Yaks breathe easy thanks to newly discovered lung cells – Science

Breathing air high up on the Tibetan Plateau gives most people headaches, but massive yaks have no trouble sprinting through the grassy plains. In a new study, researchers describe a newly discovered type of cell that may help these oxlike animals move so agilely in cold, low-oxygen conditions. Researchers have long known that yaks—as well as some people and dogs—possess genetic adaptations that help them thrive at high elevations. But yaks, it turns out, also have special cells in their lungs that may give them extra oomph at high altitudes, a Chinese team reports today in Nature Communications.
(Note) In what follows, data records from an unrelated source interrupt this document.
impl<'a> ValidationRunner<'a> {
    pub fn new(arena: &'a SchemaArena) -> Self {
        Self { arena }
    }

    pub fn arena(&self) -> &'a SchemaArena {
        self.arena
    }

    /// Validates `input` against `node`.
    ///
    /// Validation failures come back as `Validation::Failure` holding every
    /// record; a failing stage that is not a validation failure aborts the
    /// call with a [`SchemaFault`].
    pub fn validate(
        &self,
        node: &SchemaNode,
        input: &Value,
        options: &ValidateOptions,
    ) -> Result<Validation<Value, ValidationErrors>, SchemaFault> {
        let mut state = ValidationState::new(options, self.arena.max_depth());
        let result = self.validate_node(node, input, &Location::root(), &mut state);
        settle(result, input)
    }

    /// Validates one node; failures come back as `StageError::Invalid`.
    pub(crate) fn validate_node(
        &self,
        node: &SchemaNode,
        input: &Value,
        path: &Location,
        state: &mut ValidationState<'_>,
    ) -> Result<Value, StageError> {
        match node {
            SchemaNode::Scalar(scalar) => {
                let (value, exactness) = scalar.validate(input, state.strict, path)?;
                state.floor_exactness(exactness);
                Ok(value)
            }
            SchemaNode::Sequence(seq) => self.validate_sequence(seq, input, path, state),
            SchemaNode::Mapping(map) => self.validate_mapping(map, input, path, state),
            SchemaNode::Model(model) => self.validate_model(model, input, path, state),
            SchemaNode::Union(union) => UnionResolver::new(self).resolve(union, input, path, state),
            SchemaNode::Wrapped(wrapped) => self.validate_wrapped(wrapped, input, path, state),
            SchemaNode::Ref(id) => self.validate_ref(id, input, path, state),
        }
    }

    fn validate_ref(
        &self,
        id: &str,
        input: &Value,
        path: &Location,
        state: &mut ValidationState<'_>,
    ) -> Result<Value, StageError> {
        let target = self
            .arena
            .get(id)
            .ok_or_else(|| SchemaFault::UnknownNode(id.to_string()))?;

        if state.depth >= state.max_depth {
            tracing::debug!(id, depth = state.depth, "reference depth limit reached");
            return Err(recursion_loop(path, input));
        }

        tracing::trace!(id, depth = state.depth, "resolving reference");
        state.depth += 1;
        let result = self.validate_node(&target, input, path, state);
        state.depth -= 1;
        result
    }

    fn validate_sequence(
        &self,
        seq: &SequenceSchema,
        input: &Value,
        path: &Location,
        state: &mut ValidationState<'_>,
    ) -> Result<Value, StageError> {
        let Value::List(items) = input else {
            return Err(invalid(ErrorKind::ListType, path, input));
        };

        let mut acc = ErrorAccumulator::new();
        let mut output = Vec::with_capacity(items.len());
        for (idx, item) in items.iter().enumerate() {
            let item_path = path.push(idx);
            match acc.absorb(self.validate_node(&seq.item, item, &item_path, state))? {
                Some(value) => output.push(value),
                None if seq.fail_fast => break,
                None => {}
            }
        }
        seq.constraints
            .check_items("List", items.len(), path, input, &mut acc);
        acc.into_result(Value::List(output))
    }

    fn validate_mapping(
        &self,
        map: &MappingSchema,
        input: &Value,
        path: &Location,
        state: &mut ValidationState<'_>,
    ) -> Result<Value, StageError> {
        let Value::Dict(entries) = input else {
            return Err(invalid(ErrorKind::DictType, path, input));
        };

        let mut acc = ErrorAccumulator::new();
        let mut output = Dict::with_capacity(entries.len());
        for (key, value) in entries {
            let entry_path = path.push(key.as_str());
            let key_input = Value::Str(key.clone());
            let key_result = self.validate_node(&map.key, &key_input, &entry_path.push("[key]"), state);
            let value_result = self.validate_node(&map.value, value, &entry_path, state);

            let key = acc.absorb(key_result)?;
            let value = acc.absorb(value_result)?;
            if let (Some(key), Some(value)) = (key, value) {
                let key = match key {
                    Value::Str(s) => s,
                    other => other.to_string(),
                };
                output.insert(key, value);
            }
        }
        map.constraints
            .check_items("Dictionary", entries.len(), path, input, &mut acc);
        acc.into_result(Value::Dict(output))
    }

    fn validate_wrapped(
        &self,
        wrapped: &WrappedSchema,
        input: &Value,
        path: &Location,
        state: &mut ValidationState<'_>,
    ) -> Result<Value, StageError> {
        if wrapped.chain.is_empty() {
            return self.validate_node(&wrapped.inner, input, path, state);
        }

        let field_name = state.field_name.clone();
        let info = StageInfo {
            path,
            context: state.context,
            field_name: field_name.as_deref(),
        };
        let result = {
            let mut core = |value: Value| self.validate_node(&wrapped.inner, &value, path, state);
            wrapped.chain.run(input.clone(), &info, &mut core)
        };
        if wrapped.chain.has_plain() {
            state.floor_exactness(Exactness::Lax);
        }
        result
    }

    fn validate_model(
        &self,
        model: &ModelSchema,
        input: &Value,
        path: &Location,
        state: &mut ValidationState<'_>,
    ) -> Result<Value, StageError> {
        match input {
            Value::Dict(dict) => {
                state.floor_exactness(Exactness::Strict);
                self.validate_model_fields(model, FieldSource::Input(input, dict), path, state)
            }
            Value::Model(instance) => {
                let same = instance.type_name() == model.name;
                let subtype = !same && self.arena.is_subtype(instance.type_name(), &model.name);
                if !same && !subtype {
                    return Err(model_type(model, path, input));
                }

                let revalidate = match model.config.revalidate_instances {
                    RevalidateInstances::Never => false,
                    RevalidateInstances::Always => true,
                    RevalidateInstances::SubclassInstances => subtype,
                };
                if !revalidate {
                    state.floor_exactness(if same { Exactness::Exact } else { Exactness::Strict });
                    state.add_fields_set(instance.fields_set().len());
                    return Ok(input.clone());
                }

                let address = Arc::as_ptr(instance) as usize;
                if !state.active.insert(address) {
                    return Err(recursion_loop(path, input));
                }
                let result = self.validate_model_fields(
                    model,
                    FieldSource::Instance(input, instance),
                    path,
                    state,
                );
                state.active.remove(&address);
                result
            }
            _ => Err(model_type(model, path, input)),
        }
    }

    fn validate_model_fields(
        &self,
        model: &ModelSchema,
        source: FieldSource<'_>,
        path: &Location,
        state: &mut ValidationState<'_>,
    ) -> Result<Value, StageError> {
        let config = &model.config;
        let saved_strict = state.strict;
        let saved_field = state.field_name.take();
        if let Some(strict) = config.strict {
            state.strict = strict;
        }

        let input = source.value();
        let mut acc = ErrorAccumulator::new();
        let mut fields = Dict::with_capacity(model.fields.len());
        let mut fields_set = IndexSet::new();
        let mut used_keys: HashSet<&str> = HashSet::new();

        for (field, aliases) in model.resolved_fields() {
            let found = match &source {
                FieldSource::Input(..) => {
                    AliasResolver::read(aliases, &field.name, config.populate_by_name, input)
                        .map(|(used, raw)| (path.join(used.items()), used.first_key().map(str::to_string), raw))
                }
                FieldSource::Instance(_, instance) => instance
                    .fields()
                    .get(&field.name)
                    .map(|raw| (path.push(field.name.as_str()), None, raw)),
            };

            state.field_name = Some(field.name.clone());
            match found {
                Some((field_path, used_key, raw)) => {
                    if let Some(key) = used_key.as_deref().and_then(|k| input.as_dict()?.get_key_value(k)) {
                        used_keys.insert(key.0.as_str());
                    }
                    if let Some(value) = acc.absorb(self.validate_node(&field.schema, raw, &field_path, state))? {
                        fields.insert(field.name.clone(), value);
                        fields_set.insert(field.name.clone());
                    }
                }
                None => {
                    match field.default.produce() {
                        None => {
                            let missing_path = match aliases.validation.first() {
                                Some(alias) => path.join(alias.items()),
                                None => path.push(field.name.as_str()),
                            };
                            acc.push(
                                ErrorRecord::new(ErrorKind::Missing, missing_path)
                                    .with_input(input.clone()),
                            );
                        }
                        Some(value) if field.validate_default || config.validate_default => {
                            let field_path = path.push(field.name.as_str());
                            if let Some(value) =
                                acc.absorb(self.validate_node(&field.schema, &value, &field_path, state))?
                            {
                                fields.insert(field.name.clone(), value);
                            }
                        }
                        Some(value) => {
                            fields.insert(field.name.clone(), value);
                        }
                    }
                }
            }
        }
        state.field_name = None;

        let extra = match &source {
            FieldSource::Input(_, dict) => {
                let unknown = dict.iter().filter(|(k, _)| !used_keys.contains(k.as_str()));
                self.collect_extras(model, unknown, path, state, &mut acc)?
            }
            FieldSource::Instance(_, instance) => {
                self.collect_extras(model, instance.extra().iter(), path, state, &mut acc)?
            }
        };

        state.strict = saved_strict;
        state.field_name = saved_field;

        if config.hide_input_in_errors {
            acc.redact_inputs();
        }
        let fields_set = match &source {
            FieldSource::Instance(_, instance) => instance.fields_set().clone(),
            FieldSource::Input(..) => fields_set,
        };
        let count = fields_set.len();
        let instance = ModelInstance::from_parts(model.name.clone(), fields, fields_set, extra);
        let value = acc.into_result(Value::from(instance))?;
        state.add_fields_set(count);
        Ok(value)
    }

    fn collect_extras<'v>(
        &self,
        model: &ModelSchema,
        unknown: impl Iterator<Item = (&'v String, &'v Value)>,
        path: &Location,
        state: &mut ValidationState<'_>,
        acc: &mut ErrorAccumulator,
    ) -> Result<Dict, StageError> {
        let mut extra = Dict::new();
        for (key, value) in unknown {
            let key_path = path.push(key.as_str());
            match model.config.extra {
                ExtraPolicy::Ignore => {}
                ExtraPolicy::Forbid => acc.push(
                    ErrorRecord::new(ErrorKind::ExtraForbidden, key_path).with_input(value.clone()),
                ),
                ExtraPolicy::Allow => match &model.extras_schema {
                    Some(schema) => {
                        if let Some(v) = acc.absorb(self.validate_node(schema, value, &key_path, state))? {
                            extra.insert(key.clone(), v);
                        }
                    }
                    None => {
                        extra.insert(key.clone(), value.clone());
                    }
                },
            }
        }
        Ok(extra)
    }
}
By comparing yaks’ DNA with that of cattle—close evolutionary cousins that lack low-oxygen adaptations—the researchers identified stretches of DNA that have diverged between the two animals. Such changes can point to alterations in a gene’s activity that have helped an animal adapt to its environment. As the researchers studied gene activity inside individual cells in the yaks’ lungs, they stumbled on an entirely new type of cell in the lining of the blood vessels. In these cells, two of the altered genes were much more active than in other lung cells. The researchers think this cell, which is common throughout yaks’ lungs, may make the animals’ blood vessels tougher and more fibrous, which might help with the demanding task of breathing air with relatively little oxygen.
Although this is the first special cell type suspected to have evolved to cope with low-oxygen conditions, the researchers expect similar cells exist in antelope and deer that also live on high plateaus. But it may not exist in humans: Whereas these yaks, antelope, and deer have lived and evolved in high elevations for millions of years, they note, people have occupied the plateau for only about 30,000 years.
Liz Pennisi is a senior correspondent covering many aspects of biology for Science.